= Task details =
Reproduce the data, keeping every word exactly as it is.

####

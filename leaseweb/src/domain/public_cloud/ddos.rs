#[derive(Debug, Clone, PartialEq, Eq, Default)]
pub struct Ddos {
    pub detection_profile: String,
    pub protection_type: String,
}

####

= Response below =
filename leaseweb/src/domain/public_cloud/ddos.rs
#[derive(Debug, Clone, PartialEq, Eq, Default)]
pub struct Ddos {
    pub detection_profile: String,
    pub protection_type: String,
}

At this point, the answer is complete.